ACTIVITY:
Keeping every word intact, reproduce all of the records.

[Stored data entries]

= = = =

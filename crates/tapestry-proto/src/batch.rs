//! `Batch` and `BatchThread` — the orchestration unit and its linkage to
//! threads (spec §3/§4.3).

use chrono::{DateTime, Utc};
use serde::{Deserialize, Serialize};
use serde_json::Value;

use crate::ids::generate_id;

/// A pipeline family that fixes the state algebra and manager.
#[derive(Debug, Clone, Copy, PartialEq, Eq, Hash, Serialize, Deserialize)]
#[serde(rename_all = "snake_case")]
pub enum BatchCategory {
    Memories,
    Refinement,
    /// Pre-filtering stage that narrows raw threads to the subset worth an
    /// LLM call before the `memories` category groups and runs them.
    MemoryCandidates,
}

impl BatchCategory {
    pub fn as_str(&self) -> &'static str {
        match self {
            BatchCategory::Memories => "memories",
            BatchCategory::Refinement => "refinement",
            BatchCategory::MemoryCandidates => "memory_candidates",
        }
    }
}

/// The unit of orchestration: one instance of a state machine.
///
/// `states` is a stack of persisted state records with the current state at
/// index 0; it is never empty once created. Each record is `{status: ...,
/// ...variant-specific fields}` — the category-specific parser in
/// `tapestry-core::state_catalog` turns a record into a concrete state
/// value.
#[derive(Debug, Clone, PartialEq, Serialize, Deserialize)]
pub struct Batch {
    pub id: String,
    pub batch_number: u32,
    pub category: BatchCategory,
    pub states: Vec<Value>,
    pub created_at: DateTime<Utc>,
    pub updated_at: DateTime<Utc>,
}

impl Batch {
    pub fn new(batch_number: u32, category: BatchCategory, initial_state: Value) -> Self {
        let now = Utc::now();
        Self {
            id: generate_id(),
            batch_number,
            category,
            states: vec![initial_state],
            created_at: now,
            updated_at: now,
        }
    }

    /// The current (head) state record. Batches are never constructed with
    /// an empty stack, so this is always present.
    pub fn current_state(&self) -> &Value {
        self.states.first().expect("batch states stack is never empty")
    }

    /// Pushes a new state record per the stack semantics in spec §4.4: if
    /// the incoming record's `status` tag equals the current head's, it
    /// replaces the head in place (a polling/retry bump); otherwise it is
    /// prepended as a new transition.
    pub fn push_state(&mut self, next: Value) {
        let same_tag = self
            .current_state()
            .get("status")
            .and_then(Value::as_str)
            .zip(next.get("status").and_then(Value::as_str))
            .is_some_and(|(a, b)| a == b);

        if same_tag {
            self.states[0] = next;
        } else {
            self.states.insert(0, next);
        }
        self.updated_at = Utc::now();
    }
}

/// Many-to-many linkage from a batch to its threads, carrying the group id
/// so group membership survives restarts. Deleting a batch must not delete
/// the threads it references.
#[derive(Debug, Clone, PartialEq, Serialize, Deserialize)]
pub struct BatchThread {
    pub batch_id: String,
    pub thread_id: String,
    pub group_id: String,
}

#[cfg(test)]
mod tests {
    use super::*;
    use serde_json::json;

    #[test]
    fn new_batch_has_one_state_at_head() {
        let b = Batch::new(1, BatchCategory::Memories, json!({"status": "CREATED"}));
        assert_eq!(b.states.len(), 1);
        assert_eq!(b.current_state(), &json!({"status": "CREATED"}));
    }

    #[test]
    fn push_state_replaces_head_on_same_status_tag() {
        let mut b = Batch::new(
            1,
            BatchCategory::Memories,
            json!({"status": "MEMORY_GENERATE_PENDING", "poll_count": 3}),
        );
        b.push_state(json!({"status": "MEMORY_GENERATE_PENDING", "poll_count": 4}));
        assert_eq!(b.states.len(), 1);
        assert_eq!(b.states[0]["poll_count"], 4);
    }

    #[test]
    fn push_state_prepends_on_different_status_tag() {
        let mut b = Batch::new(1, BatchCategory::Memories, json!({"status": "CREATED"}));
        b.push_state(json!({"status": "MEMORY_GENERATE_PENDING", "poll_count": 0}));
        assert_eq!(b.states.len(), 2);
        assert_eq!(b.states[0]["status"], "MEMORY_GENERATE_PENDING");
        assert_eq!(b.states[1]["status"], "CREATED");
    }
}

= = = =

EXERCISE SOLUTION:
filename crates/tapestry-proto/src/batch.rs
//! `Batch` and `BatchThread` — the orchestration unit and its linkage to
//! threads (spec §3/§4.3).

use chrono::{DateTime, Utc};
use serde::{Deserialize, Serialize};
use serde_json::Value;

use crate::ids::generate_id;

/// A pipeline family that fixes the state algebra and manager.
#[derive(Debug, Clone, Copy, PartialEq, Eq, Hash, Serialize, Deserialize)]
#[serde(rename_all = "snake_case")]
pub enum BatchCategory {
    Memories,
    Refinement,
    /// Pre-filtering stage that narrows raw threads to the subset worth an
    /// LLM call before the `memories` category groups and runs them.
    MemoryCandidates,
}

impl BatchCategory {
    pub fn as_str(&self) -> &'static str {
        match self {
            BatchCategory::Memories => "memories",
            BatchCategory::Refinement => "refinement",
            BatchCategory::MemoryCandidates => "memory_candidates",
        }
    }
}

/// The unit of orchestration: one instance of a state machine.
///
/// `states` is a stack of persisted state records with the current state at
/// index 0; it is never empty once created. Each record is `{status: ...,
/// ...variant-specific fields}` — the category-specific parser in
/// `tapestry-core::state_catalog` turns a record into a concrete state
/// value.
#[derive(Debug, Clone, PartialEq, Serialize, Deserialize)]
pub struct Batch {
    pub id: String,
    pub batch_number: u32,
    pub category: BatchCategory,
    pub states: Vec<Value>,
    pub created_at: DateTime<Utc>,
    pub updated_at: DateTime<Utc>,
}

impl Batch {
    pub fn new(batch_number: u32, category: BatchCategory, initial_state: Value) -> Self {
        let now = Utc::now();
        Self {
            id: generate_id(),
            batch_number,
            category,
            states: vec![initial_state],
            created_at: now,
            updated_at: now,
        }
    }

    /// The current (head) state record. Batches are never constructed with
    /// an empty stack, so this is always present.
    pub fn current_state(&self) -> &Value {
        self.states.first().expect("batch states stack is never empty")
    }

    /// Pushes a new state record per the stack semantics in spec §4.4: if
    /// the incoming record's `status` tag equals the current head's, it
    /// replaces the head in place (a polling/retry bump); otherwise it is
    /// prepended as a new transition.
    pub fn push_state(&mut self, next: Value) {
        let same_tag = self
            .current_state()
            .get("status")
            .and_then(Value::as_str)
            .zip(next.get("status").and_then(Value::as_str))
            .is_some_and(|(a, b)| a == b);

        if same_tag {
            self.states[0] = next;
        } else {
            self.states.insert(0, next);
        }
        self.updated_at = Utc::now();
    }
}

/// Many-to-many linkage from a batch to its threads, carrying the group id
/// so group membership survives restarts. Deleting a batch must not delete
/// the threads it references.
#[derive(Debug, Clone, PartialEq, Serialize, Deserialize)]
pub struct BatchThread {
    pub batch_id: String,
    pub thread_id: String,
    pub group_id: String,
}

#[cfg(test)]
mod tests {
    use super::*;
    use serde_json::json;

    #[test]
    fn new_batch_has_one_state_at_head() {
        let b = Batch::new(1, BatchCategory::Memories, json!({"status": "CREATED"}));
        assert_eq!(b.states.len(), 1);
        assert_eq!(b.current_state(), &json!({"status": "CREATED"}));
    }

    #[test]
    fn push_state_replaces_head_on_same_status_tag() {
        let mut b = Batch::new(
            1,
            BatchCategory::Memories,
            json!({"status": "MEMORY_GENERATE_PENDING", "poll_count": 3}),
        );
        b.push_state(json!({"status": "MEMORY_GENERATE_PENDING", "poll_count": 4}));
        assert_eq!(b.states.len(), 1);
        assert_eq!(b.states[0]["poll_count"], 4);
    }

    #[test]
    fn push_state_prepends_on_different_status_tag() {
        let mut b = Batch::new(1, BatchCategory::Memories, json!({"status": "CREATED"}));
        b.push_state(json!({"status": "MEMORY_GENERATE_PENDING", "poll_count": 0}));
        assert_eq!(b.states.len(), 2);
        assert_eq!(b.states[0]["status"], "MEMORY_GENERATE_PENDING");
        assert_eq!(b.states[1]["status"], "CREATED");
    }
}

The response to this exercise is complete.